Bashir develops a medical procedure that could allow Melora to comfortably walk without the help of any of the equipment she currently uses. Even after successfully participating in tests of Bashir's new engineering technique, Melora has misgivings. If she goes through with the procedure, she will no longer be able to live in the low-gravity environment of her home world. Lt. Jadzia Dax (Terry Farrell), during a survey mission with Melora to the Gamma Quadrant, compares her predicament to that of "The Little Mermaid". Kot attacks Quark in his quarters, but Quark offers him 199 bars of gold-pressed latinum in exchange for his life. Kot takes the deal, and they go to meet Ashrock at an airlock. Quark's deal is closed, but Kot shoots Ashrock and takes the relics in addition to the latinum. Kot forces the Ferengi to go with him, and they come across Melora and Dax, who are returning from their survey. Kot takes all three hostage aboard the runabout Orinoco.
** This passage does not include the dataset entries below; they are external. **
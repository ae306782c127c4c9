//! Integration tests for message composition.
//!
//! Golden outputs use a fixed boundary base, Message-ID and date so the
//! composed bytes are fully deterministic.

use mailcompose::{
    Alternative, Attachment, ComposeOptions, Composer, Content, HeaderInput, MessageDescription,
    Node, OCTET_STREAM, compose,
};
use proptest::prelude::*;

const DATE: &str = "Sat, 21 Jun 2014 10:52:44 +0000";

fn fixed() -> MessageDescription {
    MessageDescription::new()
        .base_boundary("test")
        .message_id("zzzzzz")
        .date(DATE)
}

fn essence(node: &Node) -> String {
    node.content_type().essence()
}

fn header_block(message: &str) -> &str {
    message.split_once("\r\n\r\n").map_or(message, |(headers, _)| headers)
}

fn body(message: &str) -> &str {
    message.split_once("\r\n\r\n").map_or("", |(_, body)| body)
}

#[test]
fn test_alternative_golden() {
    let description = fixed().text("abc").html("def");
    let message = compose(&description).unwrap().to_string();

    assert_eq!(
        message,
        "Content-Type: multipart/alternative; boundary=\"----mailcompose-?=_1-test\"\r\n\
         Message-Id: <zzzzzz>\r\n\
         Date: Sat, 21 Jun 2014 10:52:44 +0000\r\n\
         MIME-Version: 1.0\r\n\
         \r\n\
         ------mailcompose-?=_1-test\r\n\
         Content-Type: text/plain\r\n\
         Content-Transfer-Encoding: 7bit\r\n\
         \r\n\
         abc\r\n\
         ------mailcompose-?=_1-test\r\n\
         Content-Type: text/html\r\n\
         Content-Transfer-Encoding: 7bit\r\n\
         \r\n\
         def\r\n\
         ------mailcompose-?=_1-test--\r\n"
    );
}

#[test]
fn test_bcc_discarded_by_default() {
    let description = fixed()
        .from("test1@example.com")
        .to("test2@example.com")
        .bcc("test3@example.com")
        .text("def");
    let composition = compose(&description).unwrap();

    assert_eq!(
        composition.to_string(),
        "Content-Type: text/plain\r\n\
         From: test1@example.com\r\n\
         To: test2@example.com\r\n\
         Message-Id: <zzzzzz>\r\n\
         Date: Sat, 21 Jun 2014 10:52:44 +0000\r\n\
         Content-Transfer-Encoding: 7bit\r\n\
         MIME-Version: 1.0\r\n\
         \r\n\
         def"
    );
    assert_eq!(composition.envelope().from.as_deref(), Some("test1@example.com"));
    assert_eq!(
        composition.envelope().to,
        vec!["test2@example.com", "test3@example.com"]
    );
}

#[test]
fn test_bcc_kept() {
    let description = fixed()
        .from("test1@example.com")
        .to("test2@example.com")
        .bcc("test3@example.com")
        .text("def");
    let discarded = compose(&description).unwrap().to_string();
    let kept = Composer::new(ComposeOptions::new().keep_bcc(true))
        .compose(&description)
        .unwrap()
        .to_string();

    assert!(kept.contains("To: test2@example.com\r\nBcc: test3@example.com\r\nMessage-Id"));
    assert!(!discarded.contains("Bcc:"));
    assert_eq!(body(&kept), body(&discarded));
}

#[test]
fn test_text_only_root() {
    let composition = compose(&fixed().text("abc")).unwrap();
    assert_eq!(essence(composition.root()), "text/plain");
    assert!(composition.root().boundaries().is_empty());
    assert!(!composition.to_string().contains("boundary="));
}

#[test]
fn test_watch_html_order() {
    let description = fixed().html("<p>html</p>").watch_html("<p>watch</p>").text("text");
    let composition = compose(&description).unwrap();
    let types: Vec<String> = composition.root().children().iter().map(essence).collect();
    assert_eq!(types, vec!["text/plain", "text/watch-html", "text/html"]);
}

#[test]
fn test_extra_alternatives_follow_builtin_ones() {
    let description = fixed()
        .alternative(Alternative::new("# md", "text/markdown"))
        .text("text");
    let composition = compose(&description).unwrap();
    let types: Vec<String> = composition.root().children().iter().map(essence).collect();
    assert_eq!(types, vec!["text/plain", "text/markdown"]);
}

#[test]
fn test_attachment_without_cid_gives_mixed_root() {
    for description in [
        fixed().attach(Attachment::new("a").filename("a.txt")).text("t"),
        fixed().attach(Attachment::new("a").filename("a.txt")).text("t").html("h"),
        fixed()
            .attach(Attachment::new("a").filename("a.txt"))
            .attach(Attachment::new("b").filename("b.txt")),
    ] {
        let composition = compose(&description).unwrap();
        assert_eq!(essence(composition.root()), "multipart/mixed");
    }
}

#[test]
fn test_related_root_order() {
    let description = fixed()
        .html("<img src=\"cid:one\"><img src=\"cid:two\">")
        .attach(Attachment::new(vec![0x89, b'P', b'N', b'G']).filename("one.png").cid("one"))
        .attach(Attachment::new(vec![b'G', b'I', b'F', 0xff]).filename("two.gif").cid("two"));
    let composition = compose(&description).unwrap();
    let root = composition.root();

    assert_eq!(essence(root), "multipart/related");
    let types: Vec<String> = root.children().iter().map(essence).collect();
    assert_eq!(types, vec!["text/html", "image/png", "image/gif"]);

    let message = composition.to_string();
    assert!(message.contains("Content-Id: <one>\r\n"));
    assert!(message.contains("Content-Id: <two>\r\n"));
}

#[test]
fn test_full_nesting() {
    let description = fixed()
        .text("t")
        .html("<img src=\"cid:logo\">")
        .attach(Attachment::new("logo").filename("logo.png").cid("logo"))
        .attach(Attachment::new("report").filename("report.pdf"));
    let composition = compose(&description).unwrap();
    let root = composition.root();

    assert_eq!(essence(root), "multipart/mixed");
    let related = &root.children()[0];
    assert_eq!(essence(related), "multipart/related");
    assert_eq!(essence(&related.children()[0]), "multipart/alternative");
    assert_eq!(
        root.boundaries(),
        vec![
            "----mailcompose-?=_1-test",
            "----mailcompose-?=_2-test",
            "----mailcompose-?=_3-test"
        ]
    );

    let message = composition.to_string();
    assert!(message.starts_with("Content-Type: multipart/mixed; boundary=\"----mailcompose-?=_1-test\"\r\n"));
    assert!(message.ends_with("\r\n------mailcompose-?=_1-test--\r\n"));
}

#[test]
fn test_empty_message() {
    let message = compose(&fixed()).unwrap().to_string();
    assert_eq!(
        message,
        "Content-Type: text/plain\r\n\
         Message-Id: <zzzzzz>\r\n\
         Date: Sat, 21 Jun 2014 10:52:44 +0000\r\n\
         Content-Transfer-Encoding: 7bit\r\n\
         MIME-Version: 1.0\r\n\
         \r\n"
    );
}

#[test]
fn test_single_attachment_root() {
    let description = fixed().attach(Attachment::new(vec![0, 1, 2, 255]).filename("data.bin"));
    let message = compose(&description).unwrap().to_string();
    assert_eq!(
        message,
        "Content-Type: application/octet-stream\r\n\
         Message-Id: <zzzzzz>\r\n\
         Date: Sat, 21 Jun 2014 10:52:44 +0000\r\n\
         Content-Transfer-Encoding: base64\r\n\
         Content-Disposition: attachment; filename=\"data.bin\"\r\n\
         MIME-Version: 1.0\r\n\
         \r\n\
         AAEC/w=="
    );
}

#[test]
fn test_encoded_text_content() {
    let description = fixed().text(Content::Encoded {
        content: "dGVyZSB0ZXJl".to_string(),
        encoding: "base64".to_string(),
    });
    let message = compose(&description).unwrap().to_string();
    assert_eq!(body(&message), "tere tere");
}

#[test]
fn test_non_ascii_text_uses_quoted_printable() {
    let message = compose(&fixed().text("tere õkva")).unwrap().to_string();
    assert!(message.starts_with("Content-Type: text/plain; charset=utf-8\r\n"));
    assert!(message.contains("Content-Transfer-Encoding: quoted-printable\r\n"));
    assert_eq!(body(&message), "tere =C3=B5kva");
}

#[test]
fn test_non_ascii_headers_are_encoded_words() {
    let description = fixed()
        .from("\"Jõgi Mägi\" <jogi@märts.eu>")
        .to("Ülle <ülle@example.com>")
        .subject("Tere õkva! Kõik on korras")
        .header("X-Note", "öö")
        .text("abc");
    let composition = compose(&description).unwrap();
    let message = composition.to_string();
    let headers = header_block(&message);

    assert!(headers.is_ascii());
    assert!(headers.contains("Subject: =?UTF-8?Q?Tere_=C3=B5kva!_K=C3=B5ik_on_korras?=\r\n"));
    assert!(headers.contains("From: =?UTF-8?Q?J=C3=B5gi_M=C3=A4gi?= <jogi@xn--mrts-loa.eu>\r\n"));
    assert!(headers.contains("X-Note: =?UTF-8?Q?=C3=B6=C3=B6?=\r\n"));
    assert_eq!(composition.envelope().from.as_deref(), Some("jogi@xn--mrts-loa.eu"));
}

#[test]
fn test_long_encoded_headers_stay_within_line_limit() {
    let description = fixed()
        .from("\"Väga Pika Nimega Saatja, kelle nimi ei mahu kuidagi ühele reale\" <saatja@example.com>")
        .to("alice@example.com")
        .subject("Tere õhtust, see on üks väga pikk teema mis läheb kaugele ja veel kaugemale")
        .text("abc");
    let message = compose(&description).unwrap().to_string();
    let headers = header_block(&message);

    assert!(headers.contains("Subject: =?UTF-8?Q?Tere_=C3=B5htust"));
    for line in headers.split("\r\n") {
        assert!(line.len() <= 76, "{line} too long");
    }
}

#[test]
fn test_invalid_entry_keeps_other_addresses_readable() {
    let composition = compose(&fixed().to("alice@example.com, Jõgi").text("abc")).unwrap();
    let message = composition.to_string();

    assert!(header_block(&message).contains("To: alice@example.com, =?UTF-8?Q?J=C3=B5gi?=\r\n"));
    assert_eq!(composition.envelope().to, vec!["alice@example.com"]);
}

#[test]
fn test_attachment_cannot_override_generated_headers() {
    let attachment = Attachment::new("a")
        .filename("a.bin")
        .header("Content-Type", "text/html")
        .header("Content-Transfer-Encoding", "8bit");
    let message = compose(&fixed().attach(attachment)).unwrap().to_string();
    let headers = header_block(&message);

    assert_eq!(headers.matches("Content-Type:").count(), 1);
    assert!(headers.contains(&format!("Content-Type: {OCTET_STREAM}\r\n")));
    assert_eq!(headers.matches("Content-Transfer-Encoding:").count(), 1);
}

#[test]
fn test_header_lists_and_prepared_values() {
    let prepared = format!("{}x", "word ".repeat(20));
    let description = fixed()
        .header("X-List", vec!["one".to_string(), "two".to_string()])
        .header("X-Prepared", HeaderInput::Prepared(prepared.clone()))
        .text("abc");
    let message = compose(&description).unwrap().to_string();

    assert!(message.contains("X-List: one\r\nX-List: two\r\n"));
    assert!(message.contains(&format!("X-Prepared: {prepared}\r\n")));
}

#[test]
fn test_raw_attachment_passthrough() {
    let raw = "Content-Type: message/rfc822\r\n\r\nSubject: inner\r\n\r\nhello";
    let description = fixed().text("abc").attach(Attachment::new(raw).raw());
    let message = compose(&description).unwrap().to_string();

    assert!(message.contains(&format!("------mailcompose-?=_1-test\r\n{raw}\r\n------mailcompose-?=_1-test--\r\n")));
}

#[test]
fn test_raw_root_passthrough() {
    let description = fixed().text(Content::Raw(b"Content-Type: text/plain\r\n\r\nverbatim".to_vec()));
    let message = compose(&description).unwrap().to_string();
    assert_eq!(
        message,
        "Message-Id: <zzzzzz>\r\n\
         Date: Sat, 21 Jun 2014 10:52:44 +0000\r\n\
         MIME-Version: 1.0\r\n\
         Content-Type: text/plain\r\n\
         \r\n\
         verbatim"
    );
}

#[test]
fn test_escape_smtp() {
    let description = fixed().text(".hidden\r\nline\r\n.");
    let composition = Composer::new(ComposeOptions::new().escape_smtp(true))
        .compose(&description)
        .unwrap();
    assert_eq!(body(&composition.to_string()), "..hidden\r\nline\r\n..");
}

#[test]
fn test_unsupported_encoding_fails_before_output() {
    let description = fixed().text("abc").text_encoding("8bit");
    let err = compose(&description).unwrap_err();
    assert!(matches!(err, mailcompose::Error::UnsupportedEncoding(ref e) if e == "8bit"));
}

#[test]
fn test_message_id_accessor() {
    let composition = compose(&fixed().text("abc")).unwrap();
    assert_eq!(composition.message_id(), "<zzzzzz>");

    let generated = compose(&MessageDescription::new().from("a@example.com").text("abc")).unwrap();
    assert!(generated.message_id().ends_with("@example.com>"));
    assert!(generated.to_string().contains(&format!("Message-Id: {}\r\n", generated.message_id())));
}

#[test]
fn test_write_to_matches_to_bytes() {
    let composition = compose(&fixed().text("abc").html("def")).unwrap();
    let mut written = Vec::new();
    composition.write_to(&mut written).unwrap();
    assert_eq!(written, composition.to_bytes());
}

#[test]
fn test_concurrent_serialization() {
    let composition = std::sync::Arc::new(compose(&fixed().text("abc").html("def")).unwrap());
    let expected = composition.to_bytes();
    let handles: Vec<_> = (0..4)
        .map(|_| {
            let composition = std::sync::Arc::clone(&composition);
            std::thread::spawn(move || composition.to_bytes())
        })
        .collect();
    for handle in handles {
        assert_eq!(handle.join().unwrap(), expected);
    }
}

proptest! {
    #[test]
    fn composition_is_deterministic(text in "\\PC{0,200}", html in "\\PC{0,200}", attach in any::<bool>()) {
        let mut description = fixed().text(text).html(html);
        if attach {
            description = description.attach(Attachment::new(vec![1, 2, 3]).filename("a.bin"));
        }
        let first = compose(&description).unwrap().to_bytes();
        let second = compose(&description).unwrap().to_bytes();
        prop_assert_eq!(first, second);
    }

    #[test]
    fn dot_stuffing_is_reversible(lines in prop::collection::vec("[.a-z]{0,6}", 1..12)) {
        let description = fixed().text(lines.join("\r\n"));
        let plain = compose(&description).unwrap().to_string();
        let stuffed = Composer::new(ComposeOptions::new().escape_smtp(true))
            .compose(&description)
            .unwrap()
            .to_string();

        let mut restored = Vec::new();
        for line in stuffed.split("\r\n") {
            if line.starts_with('.') {
                prop_assert!(line.starts_with(".."));
                restored.push(&line[1..]);
            } else {
                restored.push(line);
            }
        }
        prop_assert_eq!(restored.join("\r\n"), plain);
    }
}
Commander Benjamin Sisko (Avery Brooks) orders the runabout to be held in a tractor beam. Kot demands they be released, shooting Melora to prove his point. Sisko lets them go, but takes Bashir and Chief Miles O'Brien (Colm Meaney) with him in the runabout Rio Grande. They pursue Orinoco through the Bajoran wormhole. Kot orders Dax to fire on the Rio Grande but as she refuses, she notices that Melora is not only still alive, but crawling toward a console controlling the ship's gravity. In her element after shutting down the gravity, Melora overpowers Kot, who is taken into custody. After finally deciding against going through with Julian's procedure, Melora and Julian enjoy the Klingon chef's (Ron Taylor) serenade at the restaurant where they had their first date.

== Reception ==
Zach Handlen of The A.V. Club called the episode "a mediocre slog weighed down by an irritating guest star and some cheesy, grating romance." Although not the worst episode, he complained that it was "annoying in a boring way".
Keith R. A. DeCandido of Tor.com gave it three out of ten.

== Releases ==
"Cardassians" and "Melora" were released together on one VHS tape, Star Trek: Deep Space Nine Vol. 13 - Cardassians/Melora.

It was released on LaserDisc in Japan on June 6, 1997 as part of the half season collection 2nd Season Vol. 1, which had 7 doubled sided 12" discs. The discs had English and Japanese audio tracks.

On April 1, 2003 Season 2 of Star Trek: Deep Space Nine was released on DVD video discs, with 26 episodes on seven discs.

This episode was released in 2017 on DVD with the complete series box set, which had 176 episodes on 48 discs.